The bottom line: teens who feel connected to a grandparent have another trusted adult in the family, someone they can confide in who isn’t a direct parent. That mentor role is valuable during the adolescent years, and it all comes down to adjusting your approach to match your grandchild’s growing need for independence and meaningful interactions.

Fun Things to Do with Teenage Grandchildren at Home

You don’t have to spend a fortune or come up with some elaborate plan. Some of the strongest bonds form around the kitchen counter or in the living room.

Get Your Teen to Help Cook a Family Recipe

Teens are more interested in food than most people assume. If you have a favorite recipe that’s been in your family for generations, teach your teen how to prepare it. Or, ask what food they’d love to learn to make. It’s hands-on, fun, and the perfect conversation topic since you’re both working with your hands. Time to finally tackle that list of recipes you need to copy from your aging parent, maybe?

Have a Binge-Watching Session

Pick a series neither of you has watched and then commit to it together. That could be a docuseries, a mystery thriller, or a show your grandkid suggests. If you’re both invested in the story, you always have something to talk about. Between episodes, text each other your best guesses for what will happen next.

Play Video Games on Their Terms

You don’t need to be an expert. Teens love teaching adults about their hobby. Ask them to demonstrate their favorite game, or suggest something cooperative you can play together. Games like Mario Kart, Minecraft, or even puzzle games on a tablet work well across skill levels.

Start a Puzzle, Model Kit, or LEGO Project

Large projects that require multiple sessions create built-in reasons to plan future visits. A thousand-piece puzzle, a model car, or a big LEGO set can be a side-by-side activity. It gives you something to do and talk (or not talk) about, which is the sweet spot for most teenage grandkids.

Have a Baking Contest

Pick the same recipe, each bake it your own way, and judge the results. Friendly rivalry is something teen grandkids respond to well, and you’ll both get to enjoy the end results.

Grandparent and teenager playing a board game at home

Outdoor Activities for Grandparents and Teens

Getting out of the house removes the temptation of separate screens and creates shared memories that stick.

Go Fishing

Fishing is great because it lets you enjoy comfortable silence in each other’s company. There’s no pressure to be constantly conversational. You don’t need to be an expert — just grab a couple of rods and a small tackle box. A quiet spot by the water is a great way to relax together.

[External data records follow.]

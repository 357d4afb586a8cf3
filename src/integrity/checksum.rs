//! MD5 digests of local files.
//!
//! Digests are rendered as uppercase hex. Reference checksums may use either
//! case and may carry surrounding whitespace (a trailing newline is common);
//! both are ignored when comparing.

use crate::core::{ProjectUtilError, Result};
use md5::{Digest, Md5};
use std::io::ErrorKind;
use std::path::Path;
use tokio::fs;
use tracing::debug;

/// Compute the MD5 digest of a file as uppercase hex.
///
/// # Errors
///
/// [`ProjectUtilError::MissingFile`] if the file does not exist,
/// [`ProjectUtilError::FileSystemError`] for any other read failure.
///
/// # Examples
///
/// ```rust,no_run
/// use project_util::integrity::compute_checksum;
/// use std::path::Path;
///
/// # async fn example() -> project_util::core::Result<()> {
/// let digest = compute_checksum(Path::new("target/app.jar")).await?;
/// assert_eq!(digest.len(), 32);
/// # Ok(())
/// # }
/// ```
pub async fn compute_checksum(path: &Path) -> Result<String> {
    debug!("Computing MD5 checksum for: {}", path.display());

    let contents = fs::read(path).await.map_err(|e| {
        if e.kind() == ErrorKind::NotFound {
            ProjectUtilError::MissingFile {
                path: path.display().to_string(),
            }
        } else {
            ProjectUtilError::FileSystemError {
                operation: "read".to_string(),
                path: path.display().to_string(),
                reason: e.to_string(),
            }
        }
    })?;

    let mut hasher = Md5::new();
    hasher.update(&contents);
    let digest = hex::encode_upper(hasher.finalize());

    debug!("MD5 of {}: {}", path.display(), digest);
    Ok(digest)
}

/// Trim and uppercase a checksum for comparison.
#[must_use]
pub fn normalize_checksum(checksum: &str) -> String {
    checksum.trim().to_ascii_uppercase()
}

/// Whether two checksums are equal once normalized.
#[must_use]
pub fn checksums_match(a: &str, b: &str) -> bool {
    normalize_checksum(a) == normalize_checksum(b)
}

Go for a Hike or Nature Walk

If you and your grandchild can find a trail of a comfortable length for both of you, a nature walk is fresh-air time that doesn’t feel like an obligation. Teens who wouldn’t walk around the block will happily hike three miles if there’s a scenic overlook or waterfall to photograph at the end. Bring snacks.

Attend a Sporting Event

Minor league baseball, college games, or even high school matches are great opportunities to feel the energy of a crowd and have something to react to together in the moment. It’s shared experience without the pressure of nonstop conversation.

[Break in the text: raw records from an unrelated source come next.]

/// The main error type for project-util operations.
///
/// Every variant is terminal for the task that raised it; nothing is retried
/// internally. Variants carry the data a caller needs to render a precise
/// message, and [`user_friendly_error`] is the only place that renders one.
///
/// # Error Categories
///
/// ## Parsing
/// - [`VersionParse`] - Malformed version string
/// - [`RangeParse`] - Malformed or inverted version range
/// - [`DescriptorParse`] - Descriptor is not well-formed XML
///
/// ## Descriptors and local files
/// - [`MissingElement`] - Required identity element absent from a descriptor
/// - [`MissingFile`] - Required local file absent
/// - [`MissingCache`] - Local artifact repository absent
///
/// ## Artifact cache
/// - [`Resolution`] - Cache lookup failed for a reason other than "not found"
/// - [`Install`] - Building or installing the parent descriptor failed
///
/// ## Consistency
/// - [`IdentityMismatch`] - Declared parent names a different group or artifact
/// - [`VersionMismatch`] - Declared parent range excludes the required version
/// - [`VersionOutOfRange`] - A version does not satisfy a range
///
/// ## Integrity
/// - [`ChecksumMismatch`] - Local file digest differs from the reference
/// - [`NetworkError`], [`FetchTimeout`], [`UnsupportedUrl`] - Fetch failures
/// - [`ReplaceError`] - Writing a local file during repair failed
///
/// [`VersionParse`]: ProjectUtilError::VersionParse
/// [`RangeParse`]: ProjectUtilError::RangeParse
/// [`DescriptorParse`]: ProjectUtilError::DescriptorParse
/// [`MissingElement`]: ProjectUtilError::MissingElement
/// [`MissingFile`]: ProjectUtilError::MissingFile
/// [`MissingCache`]: ProjectUtilError::MissingCache
/// [`Resolution`]: ProjectUtilError::Resolution
/// [`Install`]: ProjectUtilError::Install
/// [`IdentityMismatch`]: ProjectUtilError::IdentityMismatch
/// [`VersionMismatch`]: ProjectUtilError::VersionMismatch
/// [`VersionOutOfRange`]: ProjectUtilError::VersionOutOfRange
/// [`ChecksumMismatch`]: ProjectUtilError::ChecksumMismatch
/// [`NetworkError`]: ProjectUtilError::NetworkError
/// [`FetchTimeout`]: ProjectUtilError::FetchTimeout
/// [`UnsupportedUrl`]: ProjectUtilError::UnsupportedUrl
/// [`ReplaceError`]: ProjectUtilError::ReplaceError
#[derive(Error, Debug)]
pub enum ProjectUtilError {
    /// Version string could not be parsed
    #[error("Invalid version '{version}': {reason}")]
    VersionParse {
        /// The version string as given
        version: String,
        /// Why it was rejected
        reason: String,
    },

    /// Version range expression could not be parsed or is inverted
    #[error("Invalid version range '{range}': {reason}")]
    RangeParse {
        /// The range expression as given
        range: String,
        /// Why it was rejected
        reason: String,
    },

    /// Version is well-formed but outside the requested range
    #[error("Invalid version: '{version}' for spec: '{range}'")]
    VersionOutOfRange {
        /// The version that was checked
        version: String,
        /// The range it was checked against
        range: String,
    },

    /// Descriptor file exists but is not a readable XML document
    #[error("Descriptor parsing error: {path}")]
    DescriptorParse {
        /// Path of the descriptor
        path: String,
        /// Parser diagnostic
        reason: String,
    },

    /// Required identity element is absent from a descriptor
    ///
    /// Distinct from [`MissingFile`](Self::MissingFile): the document was read,
    /// it just does not contain the element.
    #[error("Element {element} not found in descriptor {path}")]
    MissingElement {
        /// Element path that was queried, e.g. `/project/parent/version`
        element: String,
        /// Path of the descriptor
        path: String,
    },

    /// Required local file does not exist or is not a regular file
    #[error("File not found: {path}")]
    MissingFile {
        /// The missing path
        path: String,
    },

    /// Local artifact repository does not exist or is not a directory
    #[error("Local artifact repository not found: {path}")]
    MissingCache {
        /// The repository location that was checked
        path: String,
    },

    /// Cache lookup failed for a reason other than "not found"
    #[error("Failed to resolve {identity} in the local artifact repository")]
    Resolution {
        /// Identity that was being resolved
        identity: String,
        /// Underlying failure
        reason: String,
    },

    /// Building or installing the parent descriptor failed
    #[error("Failed to install {descriptor} into local artifact repository {repository}")]
    Install {
        /// Parent descriptor that was being installed
        descriptor: String,
        /// Repository location
        repository: String,
        /// Underlying failure
        reason: String,
    },

    /// Declared parent reference names a different group or artifact
    #[error(
        "Parent reference does not match required parent {expected_group}:{expected_artifact}:{expected_version}"
    )]
    IdentityMismatch {
        /// Group of the required parent
        expected_group: String,
        /// Artifact of the required parent
        expected_artifact: String,
        /// Version of the required parent
        expected_version: String,
        /// Group declared by the child
        found_group: String,
        /// Artifact declared by the child
        found_artifact: String,
    },

    /// Declared parent version range does not contain the required version
    #[error(
        "Parent version '{declared_range}' does not include required parent {group}:{artifact}:{expected_version}"
    )]
    VersionMismatch {
        /// Group of the required parent
        group: String,
        /// Artifact of the required parent
        artifact: String,
        /// Version of the required parent
        expected_version: String,
        /// Version or range declared by the child
        declared_range: String,
    },

    /// Local file digest differs from the reference digest
    #[error("Checksum mismatch for file: {path}")]
    ChecksumMismatch {
        /// File that failed verification
        path: String,
        /// Reference digest
        expected: String,
        /// Locally computed digest
        actual: String,
        /// Where a copy of the reference was saved, if one was requested
        reference_copy: Option<String>,
    },

    /// Fetching a URL failed
    #[error("Failed to fetch {url}: {reason}")]
    NetworkError {
        /// URL being fetched
        url: String,
        /// Underlying failure
        reason: String,
    },

    /// Fetching a URL did not complete within the configured timeout
    #[error("Timed out after {timeout_secs}s fetching {url}")]
    FetchTimeout {
        /// URL being fetched
        url: String,
        /// Configured timeout in seconds
        timeout_secs: u64,
    },

    /// URL is malformed or uses a scheme other than `file`, `http` or `https`
    #[error("Unsupported URL '{url}': {reason}")]
    UnsupportedUrl {
        /// The URL as given
        url: String,
        /// Why it was rejected
        reason: String,
    },

    /// Writing a local file during repair failed
    #[error("Failed to write {path}: {reason}")]
    ReplaceError {
        /// File being written
        path: String,
        /// Underlying failure
        reason: String,
    },

    /// File system operation failed
    #[error("File system error: {operation} {path}")]
    FileSystemError {
        /// Operation that failed
        operation: String,
        /// Path involved
        path: String,
        /// Underlying failure
        reason: String,
    },

    /// Configuration error
    #[error("Configuration error: {message}")]
    ConfigError {
        /// Description of the configuration error
        message: String,
    },

    /// IO error
    #[error("IO error: {0}")]
    IoError(#[from] std::io::Error),

    /// TOML parsing error
    #[error("TOML parsing error: {0}")]
    TomlError(#[from] toml::de::Error),

    /// Other error
    #[error("{message}")]
    Other {
        /// Generic error message
        message: String,
    },
}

Thrift Shop or Go to a Flea Market

This might surprise you, but vintage shopping is hugely popular with teens right now. Browse together to find cool items on a budget, and share stories about items that remind you of how things used to be. Your grandchild will love the treasure-hunt feel of it.

Try a New Restaurant Together

Take your teenage grandchild to a cuisine neither of you has tried before. Whether it’s sushi, Ethiopian, or ramen, not knowing it as well as the other person gives you level footing and turns the meal into an adventure instead of a standard dinner.

Unique Experiences That Teenagers Actually Want

If you’re looking for unique things to do with teenage grandchildren, experiences beat material gifts every time.

Take a Class Together

A class in pottery, cooking, photography, or self-defense puts you both in the role of learner. This has a leveling effect that creates inside jokes and funny moments afterwards. Many community centers offer affordable one-session workshops.

Go to an Escape Room

Escape rooms work beautifully across generations. Younger members of the family might be quicker at problem-solving, while older ones bring better life experience to draw on. You need each other to finish, and that collaborative pressure is a bonding accelerator.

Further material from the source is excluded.